======== Source records ========
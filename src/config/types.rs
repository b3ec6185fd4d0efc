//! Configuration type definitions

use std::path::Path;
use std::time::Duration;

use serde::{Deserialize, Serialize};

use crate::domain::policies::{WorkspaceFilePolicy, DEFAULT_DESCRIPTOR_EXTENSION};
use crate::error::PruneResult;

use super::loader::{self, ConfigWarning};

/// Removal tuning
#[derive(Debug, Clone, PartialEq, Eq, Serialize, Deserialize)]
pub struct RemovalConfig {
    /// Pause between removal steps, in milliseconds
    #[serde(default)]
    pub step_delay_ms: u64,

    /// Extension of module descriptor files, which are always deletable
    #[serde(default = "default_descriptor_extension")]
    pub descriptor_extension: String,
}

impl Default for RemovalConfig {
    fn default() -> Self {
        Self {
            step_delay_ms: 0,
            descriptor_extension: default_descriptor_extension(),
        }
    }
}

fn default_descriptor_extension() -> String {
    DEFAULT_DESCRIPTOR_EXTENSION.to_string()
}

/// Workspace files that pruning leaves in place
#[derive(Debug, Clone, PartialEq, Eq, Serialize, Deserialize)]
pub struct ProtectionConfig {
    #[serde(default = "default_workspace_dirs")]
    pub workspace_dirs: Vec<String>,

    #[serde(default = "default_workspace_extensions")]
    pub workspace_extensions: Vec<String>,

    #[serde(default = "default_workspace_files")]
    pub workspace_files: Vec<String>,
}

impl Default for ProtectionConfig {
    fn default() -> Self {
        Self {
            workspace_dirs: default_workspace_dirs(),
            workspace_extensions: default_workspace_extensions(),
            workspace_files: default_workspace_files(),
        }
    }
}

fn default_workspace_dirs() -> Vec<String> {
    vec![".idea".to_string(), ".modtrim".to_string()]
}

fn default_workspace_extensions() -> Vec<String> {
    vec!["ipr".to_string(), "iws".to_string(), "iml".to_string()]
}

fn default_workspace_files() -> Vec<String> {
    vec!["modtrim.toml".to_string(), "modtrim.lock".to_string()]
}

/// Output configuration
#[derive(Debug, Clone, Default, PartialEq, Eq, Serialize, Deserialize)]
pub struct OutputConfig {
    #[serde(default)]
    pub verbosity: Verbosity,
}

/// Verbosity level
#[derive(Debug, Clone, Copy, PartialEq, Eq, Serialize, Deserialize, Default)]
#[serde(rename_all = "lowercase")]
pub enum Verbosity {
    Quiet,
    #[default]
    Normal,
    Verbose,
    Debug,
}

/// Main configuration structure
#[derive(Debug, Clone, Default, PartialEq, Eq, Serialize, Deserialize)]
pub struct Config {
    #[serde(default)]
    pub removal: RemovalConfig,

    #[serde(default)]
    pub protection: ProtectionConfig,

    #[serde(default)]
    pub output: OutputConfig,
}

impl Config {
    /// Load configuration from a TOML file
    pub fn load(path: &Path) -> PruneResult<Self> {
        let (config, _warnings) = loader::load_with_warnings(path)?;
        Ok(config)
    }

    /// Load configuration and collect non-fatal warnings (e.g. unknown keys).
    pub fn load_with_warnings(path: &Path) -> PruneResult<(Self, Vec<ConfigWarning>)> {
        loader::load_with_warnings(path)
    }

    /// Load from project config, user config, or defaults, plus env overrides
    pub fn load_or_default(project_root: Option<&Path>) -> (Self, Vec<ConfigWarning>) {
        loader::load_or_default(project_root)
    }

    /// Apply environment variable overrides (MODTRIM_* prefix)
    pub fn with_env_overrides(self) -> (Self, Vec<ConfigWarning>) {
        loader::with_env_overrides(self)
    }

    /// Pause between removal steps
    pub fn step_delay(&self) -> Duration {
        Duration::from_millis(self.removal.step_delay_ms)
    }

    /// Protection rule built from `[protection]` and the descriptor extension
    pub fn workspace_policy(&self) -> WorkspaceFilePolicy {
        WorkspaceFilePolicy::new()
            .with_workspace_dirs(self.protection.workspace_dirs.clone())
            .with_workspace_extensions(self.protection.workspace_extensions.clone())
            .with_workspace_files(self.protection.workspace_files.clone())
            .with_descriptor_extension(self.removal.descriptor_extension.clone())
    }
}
========
--- Work task ---
Every record above should be output exactly.

--- The completed task ---
filename src/config/types.rs
repository b3ec6185fd4d0efc
//! Configuration type definitions

use std::path::Path;
use std::time::Duration;

use serde::{Deserialize, Serialize};

use crate::domain::policies::{WorkspaceFilePolicy, DEFAULT_DESCRIPTOR_EXTENSION};
use crate::error::PruneResult;

use super::loader::{self, ConfigWarning};

/// Removal tuning
#[derive(Debug, Clone, PartialEq, Eq, Serialize, Deserialize)]
pub struct RemovalConfig {
    /// Pause between removal steps, in milliseconds
    #[serde(default)]
    pub step_delay_ms: u64,

    /// Extension of module descriptor files, which are always deletable
    #[serde(default = "default_descriptor_extension")]
    pub descriptor_extension: String,
}

impl Default for RemovalConfig {
    fn default() -> Self {
        Self {
            step_delay_ms: 0,
            descriptor_extension: default_descriptor_extension(),
        }
    }
}

fn default_descriptor_extension() -> String {
    DEFAULT_DESCRIPTOR_EXTENSION.to_string()
}

/// Workspace files that pruning leaves in place
#[derive(Debug, Clone, PartialEq, Eq, Serialize, Deserialize)]
pub struct ProtectionConfig {
    #[serde(default = "default_workspace_dirs")]
    pub workspace_dirs: Vec<String>,

    #[serde(default = "default_workspace_extensions")]
    pub workspace_extensions: Vec<String>,

    #[serde(default = "default_workspace_files")]
    pub workspace_files: Vec<String>,
}

impl Default for ProtectionConfig {
    fn default() -> Self {
        Self {
            workspace_dirs: default_workspace_dirs(),
            workspace_extensions: default_workspace_extensions(),
            workspace_files: default_workspace_files(),
        }
    }
}

fn default_workspace_dirs() -> Vec<String> {
    vec![".idea".to_string(), ".modtrim".to_string()]
}

fn default_workspace_extensions() -> Vec<String> {
    vec!["ipr".to_string(), "iws".to_string(), "iml".to_string()]
}

fn default_workspace_files() -> Vec<String> {
    vec!["modtrim.toml".to_string(), "modtrim.lock".to_string()]
}

/// Output configuration
#[derive(Debug, Clone, Default, PartialEq, Eq, Serialize, Deserialize)]
pub struct OutputConfig {
    #[serde(default)]
    pub verbosity: Verbosity,
}

/// Verbosity level
#[derive(Debug, Clone, Copy, PartialEq, Eq, Serialize, Deserialize, Default)]
#[serde(rename_all = "lowercase")]
pub enum Verbosity {
    Quiet,
    #[default]
    Normal,
    Verbose,
    Debug,
}

/// Main configuration structure
#[derive(Debug, Clone, Default, PartialEq, Eq, Serialize, Deserialize)]
pub struct Config {
    #[serde(default)]
    pub removal: RemovalConfig,

    #[serde(default)]
    pub protection: ProtectionConfig,

    #[serde(default)]
    pub output: OutputConfig,
}

impl Config {
    /// Load configuration from a TOML file
    pub fn load(path: &Path) -> PruneResult<Self> {
        let (config, _warnings) = loader::load_with_warnings(path)?;
        Ok(config)
    }

    /// Load configuration and collect non-fatal warnings (e.g. unknown keys).
    pub fn load_with_warnings(path: &Path) -> PruneResult<(Self, Vec<ConfigWarning>)> {
        loader::load_with_warnings(path)
    }

    /// Load from project config, user config, or defaults, plus env overrides
    pub fn load_or_default(project_root: Option<&Path>) -> (Self, Vec<ConfigWarning>) {
        loader::load_or_default(project_root)
    }

    /// Apply environment variable overrides (MODTRIM_* prefix)
    pub fn with_env_overrides(self) -> (Self, Vec<ConfigWarning>) {
        loader::with_env_overrides(self)
    }

    /// Pause between removal steps
    pub fn step_delay(&self) -> Duration {
        Duration::from_millis(self.removal.step_delay_ms)
    }

    /// Protection rule built from `[protection]` and the descriptor extension
    pub fn workspace_policy(&self) -> WorkspaceFilePolicy {
        WorkspaceFilePolicy::new()
            .with_workspace_dirs(self.protection.workspace_dirs.clone())
            .with_workspace_extensions(self.protection.workspace_extensions.clone())
            .with_workspace_files(self.protection.workspace_files.clone())
            .with_descriptor_extension(self.removal.descriptor_extension.clone())
    }
}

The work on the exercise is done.